I’m slowly trying to dig my self out of this deep dark whole, hopefully there is some light at the end of the tunnel and I will learn something from these emotions. When I start to feel normal I can mark this whole week in the calendar and hope to prepare for its arrival some how, that I haven’t quite figured out yet. Writing all of my emotions down here will hopefully rid my body and brain of some of the crap. I already have a life time supply of chocolate, cookies,wine, bubble bath, and candles to soften the blow. I hope that will do the trick other wise I guess ill have to keep faith in myself and try to get lots of exercise. Wish me luck.

Hormones: the silent killer

Hormones.. Where do I even start. As a teenager I never really understood all the drama that our hormones inflicted on us. My friends would talk about the mood swings and the cramps but I got lucky, I didn’t experience much of a change I barely cried very often as it was. I hoped that my luck would last forever, but we all know nothing lasts forever.

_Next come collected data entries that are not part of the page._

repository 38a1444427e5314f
use wasm_bindgen::prelude::*;
use web_sys::Window;

use crate::error::{ClientError, js_reason};

/// Browser interval driving the decay tick. Cleared on drop.
pub struct DecayScheduler {
	window: Window,
	handle: i32,
	_on_tick: Closure<dyn FnMut()>,
}

impl DecayScheduler {
	pub fn start(interval_ms: u32, on_tick: impl FnMut() + 'static) -> Result<Self, ClientError> {
		let window = web_sys::window().ok_or(ClientError::NoWindow)?;
		let on_tick = Closure::<dyn FnMut()>::new(on_tick);
		let timeout = i32::try_from(interval_ms).unwrap_or(i32::MAX);
		let handle = window
			.set_interval_with_callback_and_timeout_and_arguments_0(
				on_tick.as_ref().unchecked_ref(),
				timeout,
			)
			.map_err(|e| ClientError::Timer(js_reason(&e)))?;

		Ok(Self {
			window,
			handle,
			_on_tick: on_tick,
		})
	}
}

impl Drop for DecayScheduler {
	fn drop(&mut self) {
		self.window.clear_interval_with_handle(self.handle);
	}
}
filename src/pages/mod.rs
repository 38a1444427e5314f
pub mod home;
pub mod not_found;
use std::cell::RefCell;
use std::rc::Rc;

use leptos::prelude::*;
use log::info;

use crate::components::force_graph::SharedGraph;
use crate::config::StatsConfig;
use crate::error::ClientError;
use crate::scheduler::DecayScheduler;
use crate::traffic::{EventLog, TrafficSession};
use crate::transport::{ConnectionState, StatsSocket};

/// Reactive values the overlay reads.
#[derive(Clone, Copy)]
pub struct DashboardSignals {
	/// Socket status for the subtitle.
	pub connection: RwSignal<ConnectionState>,
	/// Live node count.
	pub nodes: RwSignal<usize>,
	/// Live edge count.
	pub edges: RwSignal<usize>,
	/// Recent events, newest last.
	pub log: RwSignal<EventLog>,
}

impl DashboardSignals {
	/// Fresh signals, connecting, with an empty log of `log_capacity` lines.
	pub fn new(log_capacity: usize) -> Self {
		Self {
			connection: RwSignal::new(ConnectionState::Connecting),
			nodes: RwSignal::new(0),
			edges: RwSignal::new(0),
			log: RwSignal::new(EventLog::new(log_capacity)),
		}
	}

	fn publish_counts(&self, session: &TrafficSession) {
		self.nodes.set(session.registry().len());
		self.edges.set(session.edges().len());
	}
}

/// One live connection: stream in, decay ticking, graph out.
///
/// Dropping it closes the socket and stops the timer.
pub struct StatsClient {
	_socket: StatsSocket,
	_scheduler: DecayScheduler,
}

impl StatsClient {
	/// Open the stream at `config.stream_url` and start the decay timer, drawing into `graph`.
	pub fn start(
		config: &StatsConfig,
		graph: SharedGraph,
		signals: DashboardSignals,
	) -> Result<Self, ClientError> {
		let session = Rc::new(RefCell::new(config.session()));

		let on_frame = {
			let (session, graph) = (session.clone(), graph.clone());
			move |frame: &str| {
				let mut session = session.borrow_mut();
				let Some(event) = session.on_message(frame, &mut *graph.borrow_mut()) else {
					return;
				};
				signals.log.update(|log| log.push(event.to_string()));
				signals.publish_counts(&session);
			}
		};
		let socket = StatsSocket::connect(&config.stream_url, on_frame, move |state| {
			signals.connection.set(state)
		})?;

		let scheduler = DecayScheduler::start(config.tick_interval_ms, move || {
			let mut session = session.borrow_mut();
			let report = session.tick(&mut *graph.borrow_mut());
			if !report.evicted.is_empty() {
				info!(
					"evicted {} idle nodes, {} edges",
					report.evicted.len(),
					report.dropped_edges.len()
				);
				signals.publish_counts(&session);
			}
		})?;

		Ok(Self {
			_socket: socket,
			_scheduler: scheduler,
		})
	}
}
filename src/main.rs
use relay_traffic_graph::{App, init_logging};

fn main() {
	init_logging();
	leptos::mount::mount_to_body(App);
}
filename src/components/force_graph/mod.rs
mod component;
mod render;
mod state;
mod types;

pub use component::ForceGraphCanvas;
pub use state::{ForceGraphState, SharedGraph};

My luck seemed to start to run out shortly after becoming pregnant. I suddenly found myself like many others unable to control much of anything at all honestly, but most off all unable to control my emotions. My body was experiencing an amount of estrogen it was not used to and I didn’t know how to handle it. I would cry about everything, every little bump along the road was the end of the world and it just got worse the further along my pregnancy got.
After having my daughter I assumed all would go back to normal eventually but apparently my luck had ran out for good. Breastfeeding just kept the enormous amount of estrogen running through my body in full affect. After having breastfed for about 6 months I finally was gaining control of my emotions and starting to feel normal again.
Around my daughters first birthday I got my period again after almost 2 years and it was like I felt better and more normal than ever before. Little did I know this would be short lived soon I was a full fledged teenager with all the things that came along with it. The cramps, mood swings and any other gory symptom you could think of. These symptoms last for almost three weeks out of the month and I get a lousy week or so of normalsy. There’s no telling if my body will ever go back to normal, I’m still breastfeeding so well see.
Through this experience I have gained sympathy for all women and there hormones it seems to me that men don’t cut us enough slack. Hormones really do deserve credit for creating the bitches, psychos and emotional women that many men encounter on a daily basis. I’m lucky enough to have a man who knows that I’m not always crazy and emotional and I don’t really hate him It’s just the hormones taking over my mind, body and soul leaving me with a clouded head and a dirty mouth. Sure there actually are some women that are fully aware of there actions and they deserve no reward for giving women like me a bad rep. The next time your wife or girlfriend flips out about the dirty dishes or left up toilet seat stop to realize she might not actually be mad she’s just hormonal and unfortunately there’s not a damn thing you or her can do about it.